Secure Energy Services Inc. (OTCPK:SECYF) Q2 2023 Earnings Conference Call July 27, 2023 11:00 AM ET
Corporate Participants
Alison Prokop – Executive
Rene Amirault – Chief Executive Officer
Chad Magus – Chief Financial Officer
Allen Gransch – President
Conference Call Participants
Patrick Kenny – National Bank
Operator
Good morning, ladies and gentlemen, and welcome to the Secure Energy Q2 2023 Results Conference Call. At this time, all lines are in listen-only mode. Following the presentation, we will conduct a question-and-answer session. [Operator Instructions]. This call is being recorded on Thursday, July 27, 2023.
I would now like to turn the conference over to Alison Prokop, Director of Corporate Planning. Please go ahead.
Alison Prokop
Thank you, and welcome to Secure Conference Call for the second quarter of 2023. Joining me on the call today is Rene Amirault, our Chief Executive Officer; Allen Gransch, our President; and Chad Magus, our Chief Financial Officer.
During the call today, we will make forward-looking statements related to future performance, and we will refer to certain financial measures and ratios that do not have any standardized meanings prescribed by GAAP and may not be comparable to similar financial measures or ratios disclosed by other companies.
The forward-looking statements reflect the current views of Secure with respect to future events and are based on certain key expectations and assumptions considered reasonable by Secure. Since forward-looking information address future events and conditions, by their very nature, they involve inherent assumptions, risks and uncertainties, and actual results could differ materially from those anticipated due to numerous factors and risks.
Please refer to our continuous disclosure documents available as they identify risk factors applicable to Secure factors which may cause actual results to differ materially from any forward-looking statements and identify and define our non-GAAP measures.
Today, we will review our financial and operational results for the second quarter of 2023, followed by our outlook for the remainder of the year.
I will now turn the call over to Rene for his opening remarks.
Rene Amirault
Thank you, Alison, and good morning, everyone.
Our results in the second quarter continued to demonstrate the strength and consistency of our core business operations.
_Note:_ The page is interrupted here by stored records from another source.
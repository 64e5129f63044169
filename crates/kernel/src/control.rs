//! Conduits between the event dispatcher and the render loop.
//!
//! | Conduit | Capacity | Sender blocks until |
//! |---|---|---|
//! | surface assigned | 1 | the slot is free |
//! | pause requested | 0 | the render loop receives the request |
//! | resume requested | 0 | the render loop receives the notification |
//! | stop requested | 1 | never |

use crate::error::LoopError;
use crossbeam_channel::{Receiver, Sender, bounded};

/// A pause travelling from the dispatcher to the render loop.
///
/// The render loop must call [`PauseRequest::acknowledge`] once frame
/// production has stopped. Acknowledging consumes the request, so it can
/// only happen once.
#[derive(Debug)]
pub struct PauseRequest {
    ack: Sender<()>,
}

/// Dispatcher side of a pause request.
#[derive(Debug)]
pub struct PauseAck {
    ack: Receiver<()>,
}

impl PauseRequest {
    pub fn new() -> (Self, PauseAck) {
        let (tx, rx) = bounded(1);
        (Self { ack: tx }, PauseAck { ack: rx })
    }

    pub fn acknowledge(self) {
        // The requester only disappears when the dispatcher itself died.
        let _ = self.ack.send(());
    }
}

impl PauseAck {
    /// Block until the render loop acknowledges. Fails if the request was
    /// dropped unacknowledged, which only happens when the render loop exits.
    pub fn wait(self) -> Result<(), LoopError> {
        self.ack
            .recv()
            .map_err(|_| LoopError::RenderLoopGone("pause acknowledgment"))
    }
}

/// Fires the render loop's stop signal. Cloneable.
///
/// Dropping every handle also stops the loop.
#[derive(Debug, Clone)]
pub struct StopHandle {
    stop: Sender<()>,
}

impl StopHandle {
    pub fn stop(&self) {
        // A full slot means a stop is already pending.
        let _ = self.stop.try_send(());
    }
}

/// Sending half held by the event dispatcher.
#[derive(Debug)]
pub struct ControlHandle<S> {
    surface_assigned: Sender<S>,
    pause_requested: Sender<PauseRequest>,
    resume_requested: Sender<()>,
}

impl<S> ControlHandle<S> {
    /// Hand a surface to the render loop. Blocks while a previous surface
    /// is still waiting to be picked up.
    pub fn assign_surface(&self, surface: S) -> Result<(), LoopError> {
        self.surface_assigned
            .send(surface)
            .map_err(|_| LoopError::RenderLoopGone("surface"))
    }

    /// Ask the render loop to pause and wait until it has stopped rendering.
    pub fn request_pause(&self) -> Result<(), LoopError> {
        let (request, ack) = PauseRequest::new();
        self.pause_requested
            .send(request)
            .map_err(|_| LoopError::RenderLoopGone("pause"))?;
        ack.wait()
    }

    /// Tell the render loop the application resumed. Not acknowledged.
    pub fn notify_resume(&self) -> Result<(), LoopError> {
        self.resume_requested
            .send(())
            .map_err(|_| LoopError::RenderLoopGone("resume"))
    }
}

/// Receiving half owned by the render loop.
#[derive(Debug)]
pub struct RenderCommands<S> {
    pub(crate) surface_assigned: Receiver<S>,
    pub(crate) pause_requested: Receiver<PauseRequest>,
    pub(crate) resume_requested: Receiver<()>,
    pub(crate) stop_requested: Receiver<()>,
}

/// The full set of conduits binding the two loops.
#[derive(Debug)]
pub struct RenderLoopControl<S> {
    pub handle: ControlHandle<S>,
    pub commands: RenderCommands<S>,
    pub stop: StopHandle,
}

impl<S> RenderLoopControl<S> {
    pub fn new() -> Self {
        let (surface_tx, surface_rx) = bounded(1);
        let (pause_tx, pause_rx) = bounded(0);
        let (resume_tx, resume_rx) = bounded(0);
        let (stop_tx, stop_rx) = bounded(1);
        Self {
            handle: ControlHandle {
                surface_assigned: surface_tx,
                pause_requested: pause_tx,
                resume_requested: resume_tx,
            },
            commands: RenderCommands {
                surface_assigned: surface_rx,
                pause_requested: pause_rx,
                resume_requested: resume_rx,
                stop_requested: stop_rx,
            },
            stop: StopHandle { stop: stop_tx },
        }
    }
}

impl<S> Default for RenderLoopControl<S> {
    fn default() -> Self {
        Self::new()
    }
}
#[test]
fn resume_waits_for_surface_by_default() {
    let h = harness(ResumePolicy::AwaitSurface, Duration::ZERO);
    let sink = h.host.events();
    sink.surface_created(ProbeSurface::new(64, 64, &h.calls_tx))
        .unwrap();
    wait_for(&h.status, presented);
    sink.pause().unwrap();
    wait_for(&h.status, |e| *e == SchedulerEvent::PauseAcknowledged);

    sink.resume().unwrap();
    thread::sleep(Duration::from_millis(100));
    let after_resume: Vec<_> = h.status.try_iter().collect();
    assert!(after_resume.iter().all(|e| !presented(e)));
    assert!(!after_resume.iter().any(entered(SchedulerState::Active)));

    let report = h.host.shutdown().unwrap();
    assert_eq!(report.render.resumes, 1);
}

#[test]
fn resume_restarts_ticker_when_configured() {
    let h = harness(ResumePolicy::RestartTicker, Duration::ZERO);
    let sink = h.host.events();
    sink.surface_created(ProbeSurface::new(64, 64, &h.calls_tx))
        .unwrap();
    wait_for(&h.status, presented);
    sink.pause().unwrap();
    wait_for(&h.status, |e| *e == SchedulerEvent::PauseAcknowledged);

    sink.resume().unwrap();
    let events = wait_for(&h.status, entered(SchedulerState::Active));
    assert!(events.iter().all(|e| !presented(e)));
    wait_for(&h.status, presented);

    let report = h.host.shutdown().unwrap();
    assert_eq!(report.render.surfaces_bound, 1);
}

#[test]
fn resume_while_active_changes_nothing() {
    let h = harness(ResumePolicy::RestartTicker, Duration::ZERO);
    let sink = h.host.events();
    sink.surface_created(ProbeSurface::new(64, 64, &h.calls_tx))
        .unwrap();
    wait_for(&h.status, entered(SchedulerState::Active));

    for _ in 0..3 {
        sink.resume().unwrap();
    }
    wait_for(&h.status, presented);
    wait_for(&h.status, presented);

    let report = h.host.shutdown().unwrap();
    let changes: Vec<_> = h
        .status
        .try_iter()
        .filter(|e| matches!(e, SchedulerEvent::StateChanged { .. }))
        .collect();
    // Only the final transition to Stopped remains unread.
    assert_eq!(
        changes,
        [SchedulerEvent::StateChanged {
            from: SchedulerState::Active,
            to: SchedulerState::Stopped
        }]
    );
    assert_eq!(report.render.resumes, 3);
    assert_eq!(report.render.surfaces_bound, 1);
}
We achieved strong adjusted EBITDA of $119 million or $0.40 per basic share despite the impact of temporary facility shut-ins and lower customer production due to widespread wildfires across Western Canada. We would like to extend our heartfelt gratitude to emergency responders, staff, industry partners for their hard work in protecting our communities during the wildfire situation.
Year-to-date, our operations delivered adjusted EBITDA of $270 million or $0.90 per share, a 10% increase compared to the same period last year. While maintaining a strong adjusted EBITDA margin of 35%. Positive impact from cost-saving synergies related to the Tervita merger and higher revenue leading to improved fixed cost absorption have more than offset the impact of inflation. We continued to make significant progress in delivering on our capital allocation priorities during the second quarter. We have returned $175 million of capital to shareholders in the first half of the year through our $0.10 quarterly dividend and strategic share repurchases. In total, we have repurchased 5.5% of our outstanding common shares this year.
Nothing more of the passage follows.